Sztokholm położony jest częściowo na stałym lądzie nad Jeziorem Malaren, a częściowo na 14 wysepkach Zatoki Saltsjon. Komunikację między wyspami zapewnia ponad 50 mostów oraz dobrze rozbudowany transport publiczny. Malownicze położenie na szkierowym wybrzeżu i wszechobecne kanały, same w sobie stanowią atrakcję turystyczną, dzięki której miasto zyskało przydomek „Wenecji Północy”. I tak ją znajdujemy, bo skandynawska metropolia zachwyca nie tylko nietypowym ukształtowaniem terenu, ale także wspaniałą architekturą. Tu można by wymieniać kolejno widziane i objeżdżane przez nas obiekty, ale nie o to chodzi, chłoniemy niepowtarzalną urbanistykę i klimaty tego miejsca. Udajemy się na Gamla Stan, do najstarszej części Sztokholmu. W przeszłości to właśnie ten obszar odpowiadał całemu miastu. Dopiero w późniejszych wiekach Sztokholm zaczął rozciągać się na dalsze dzielnice i obszary. Na „Stortorget”, czyli rynku który to jest sercem starówki, zatrzymujemy się na dłużej. We wczesnym średniowieczu znajdowało się tutaj targowisko oraz studnia. Otaczające rynek budynki pochodzą głownie z XVII i XVIII wieku, podobnie fontanna autorstwa Erika Palmstedta. Budynki pomalowane są na ciepłe kolory, a strudzeni zwiedzaniem turyści, mogą tutaj przysiąść w licznych kawiarenkach (zasiedliśmy na kawę i ciastko). Swój dawny wygląd rynek zachował w zachodniej części, gdzie znajdują się czerwona kamienica Schantza i wąska kamienica Sefridta. Jedną z najbardziej okazałych budowli jest dawny budynek giełdy sztokholmskiej z 1776r., jest siedzibą „Akademii Szwedzkiej”, która co roku ogłasza nazwiska laureatów Nagrody Nobla i w którym obecnie mieści się „Muzeum Nobla”. Innym ciekawym miejscem jest kamienica Grillska Huset, jej nazwa pochodzi XVII wieku, fasada z XVIII wieku, natomiast pozostała część z czasów średniowiecza. Tutaj poszukiwacze niezwykłych pamiątek znajdą coś dla siebie. Znajduje się tu sklep ze starzyzną, kawiarnia i piekarnia. Na rynku odnajdziemy również najstarszą świątynię w Sztokholmie czyli „Kościół św. Mikołaja” z XVII wieku. W nim korowano królów Szwecji. Jedziemy w kierunku „Pałacu Królewskiego”, oficjalnej rezydencji królewskiej. Szwedzka Rodzina Królewska mieszka jednak na stałe w „Pałacu Drottningholm” (szw. Drottningholm Slott), położonym kilkanaście kilometrów na zachód od centrum.

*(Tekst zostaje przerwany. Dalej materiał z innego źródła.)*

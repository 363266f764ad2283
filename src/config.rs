use clap::{Parser, Subcommand, ValueEnum};
use std::path::PathBuf;
use std::time::Duration;

/// Sitepulse — streams website performance assessments over HTTP.
#[derive(Parser, Debug, Clone)]
#[command(name = "sitepulse")]
pub struct CliArgs {
    #[command(subcommand)]
    pub command: Option<Command>,

    /// HTTP port for the assessment API
    #[arg(long = "port", default_value_t = DEFAULT_PORT)]
    pub port: u16,

    /// Page metrics provider used by the probes and the load generator
    #[arg(long = "provider", value_enum, default_value_t = ProviderChoice::Http)]
    pub provider: ProviderChoice,

    /// Base URL of the browser-automation bridge (required for --provider bridge)
    #[arg(long = "bridge-url")]
    pub bridge_url: Option<String>,

    /// Whether link and mobile probes inspect the page or simulate results
    #[arg(long = "probe-mode", value_enum, default_value_t = ProbeMode::Measured)]
    pub probe_mode: ProbeMode,

    /// JSON file holding default request settings
    #[arg(short = 's', long = "settings-file")]
    pub settings_file: Option<PathBuf>,

    /// Directory for daily rolling log files
    #[arg(short = 'l', long = "log-dir")]
    pub log_dir: Option<PathBuf>,

    /// Upper bound accepted for the `concurrent` request field
    #[arg(long = "max-concurrency", default_value_t = MAX_CONCURRENCY)]
    pub max_concurrency: u32,

    /// Upper bound accepted for the `duration` request field, in seconds
    #[arg(long = "max-duration", default_value_t = MAX_DURATION_SECS)]
    pub max_duration: u64,
}

#[derive(Subcommand, Debug, Clone)]
pub enum Command {
    /// Serve the assessment API (default)
    Serve,
    /// Assess a single URL and print the NDJSON stream to stdout
    Run {
        url: String,
        #[arg(short = 'c', long = "concurrent")]
        concurrent: Option<u32>,
        #[arg(short = 'd', long = "duration")]
        duration: Option<u64>,
        /// Comma-separated stage names, e.g. load_time,mobile
        #[arg(long = "stages", value_delimiter = ',')]
        stages: Vec<String>,
    },
}

#[derive(Debug, Clone, Copy, PartialEq, Eq, ValueEnum)]
pub enum ProviderChoice {
    Http,
    Bridge,
}

#[derive(Debug, Clone, Copy, PartialEq, Eq, ValueEnum, serde::Serialize, serde::Deserialize)]
#[serde(rename_all = "lowercase")]
pub enum ProbeMode {
    Simulated,
    Measured,
}

/// Delays and timeouts used by a pipeline run.
#[derive(Debug, Clone)]
pub struct PipelineTuning {
    pub head_timeout: Duration,
    pub navigation_timeout: Duration,
    pub connect_timeout: Duration,
    pub batch_pause: Duration,
    pub update_delay: Duration,
}

impl Default for PipelineTuning {
    fn default() -> Self {
        Self {
            head_timeout: Duration::from_secs(HEAD_TIMEOUT_SECS),
            navigation_timeout: Duration::from_secs(NAVIGATION_TIMEOUT_SECS),
            connect_timeout: Duration::from_millis(CONNECT_TIMEOUT_MS),
            batch_pause: Duration::from_millis(BATCH_PAUSE_MS),
            update_delay: Duration::from_millis(PROBE_UPDATE_DELAY_MS),
        }
    }
}

#[derive(Debug, Clone)]
pub struct AssessorConfig {
    pub port: u16,
    pub provider: ProviderChoice,
    pub bridge_url: Option<String>,
    pub probe_mode: ProbeMode,
    pub settings_file: Option<PathBuf>,
    pub log_dir: Option<PathBuf>,
    pub max_concurrency: u32,
    pub max_duration: u64,
    pub tuning: PipelineTuning,
}

// Port constants
pub const DEFAULT_PORT: u16 = 9880;

// Request limits
pub const MAX_CONCURRENCY: u32 = 100;
pub const MAX_DURATION_SECS: u64 = 300;
pub const DEFAULT_CONCURRENCY: u32 = 10;
pub const DEFAULT_DURATION_SECS: u64 = 30;

// Timeouts
pub const HEAD_TIMEOUT_SECS: u64 = 10;
pub const NAVIGATION_TIMEOUT_SECS: u64 = 30;
pub const CONNECT_TIMEOUT_MS: u64 = 2_000;
pub const BRIDGE_COLLECTION_WINDOW_MS: u64 = 3_000;

// Pacing
pub const BATCH_PAUSE_MS: u64 = 1_000;
pub const PROBE_UPDATE_DELAY_MS: u64 = 300;

// Probe bounds
pub const MAX_LINKS: usize = 50;
pub const LINK_CHECK_BATCH: usize = 10;
pub const SIMULATED_LINK_CANDIDATES: usize = 20;
pub const SIMULATED_LINK_BATCHES: usize = 5;
pub const MAX_FORMS: usize = 3;

// Load-time fallback range (seconds), used when the HEAD probe fails
pub const FALLBACK_LOAD_TIME_MIN: f64 = 2.0;
pub const FALLBACK_LOAD_TIME_MAX: f64 = 4.0;
pub const LOCAL_LOAD_TIME_SECS: f64 = 0.3;

// Event channel depth per run
pub const EVENT_CHANNEL_SIZE: usize = 64;
/// How long a stopped run waits for buffer space to deliver its notice.
pub const STOP_NOTICE_TIMEOUT_MS: u64 = 2_000;

// Log constants
pub const LOG_BUFFER_SIZE: usize = 500;

// Mobile breakpoints probed by the simulated mobile stage: (label, width)
pub const MOBILE_BREAKPOINTS: &[(&str, u32)] = &[
    ("phone", 375),
    ("phablet", 480),
    ("tablet", 768),
    ("desktop", 1366),
];

impl AssessorConfig {
    pub fn from_args(args: &CliArgs) -> Self {
        AssessorConfig {
            port: args.port,
            provider: args.provider,
            bridge_url: args.bridge_url.clone(),
            probe_mode: args.probe_mode,
            settings_file: args.settings_file.clone(),
            log_dir: args.log_dir.clone(),
            max_concurrency: args.max_concurrency.max(1),
            max_duration: args.max_duration.max(1),
            tuning: PipelineTuning::default(),
        }
    }
}

impl Default for AssessorConfig {
    fn default() -> Self {
        AssessorConfig {
            port: DEFAULT_PORT,
            provider: ProviderChoice::Http,
            bridge_url: None,
            probe_mode: ProbeMode::Measured,
            settings_file: None,
            log_dir: None,
            max_concurrency: MAX_CONCURRENCY,
            max_duration: MAX_DURATION_SECS,
            tuning: PipelineTuning::default(),
        }
    }
}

Wspomnijmy tylko, że w Sztokholmie jest ponad 100 muzeów i kilkadziesiąt galerii. Więc przejdźmy do „Vasa Museum”, gdzie pod dachem, możemy oglądać szwedzki okręt, królewski galeon (wstęp 190koron od os.). Okręt „Vasa” przewrócił się i zatonął w Sztokholmie w czasie swojej pierwszej podróży w 1628r.. Po 333 latach na dnie morza, potężny okręt wojenny został uratowany i jego podróż mogła być kontynuowana. Dzisiaj „Vasa” jest najpiękniej zachowanym XVII-wiecznym okrętem na świecie i można go oglądać w specjalnie dla niego wybudowanym muzeum w Sztokholmie. Był jak na owe czasy imponujący. Miał wraz z bukszprytem 69m długości i blisko 12m szerokości. Wysokość jego kadłuba na rufie wynosiła 19,3m. Top najwyższego masztu (grotmasztu) wznosił się prawie 30m ponad górnym pokładem. Kadłub wykonano ze szlachetnego czarnego dębu. Na dwóch pokładach zainstalowano potężne uzbrojenie. „Vasa” był również bogato zdobiony. Zbudowany został między 1626 a 1628 w Sztokholmie na zlecenie króla Gustawa Adolfa, pod nadzorem budowniczego holenderskiego pochodzenia Henrika Hybertssona. Był przeznaczony m.in. do wzięcia udziału w wojnie z Polską. „Vasa” jest jedynym w swoim rodzaju skarbem sztuki. 98% statku jest wykonane z oryginalnych części, a zdobią go setki rzeźb. Ciekawostką jest to, że w owym czasie Szwedzi mieli swojego Maciarewicza i zwołana po katastrofie komisja nie obarczyła nikogo odpowiedzialnością, tylko o sabotaż oskarżono wówczas domniemanych polskich agentów, którzy mieli celowo zmienić dane konstrukcyjne okrętu, które w efekcie doprowadziły do jego zatonięcia… a miał być dumą szwedzkiej marynarki i postrachem jej wrogów..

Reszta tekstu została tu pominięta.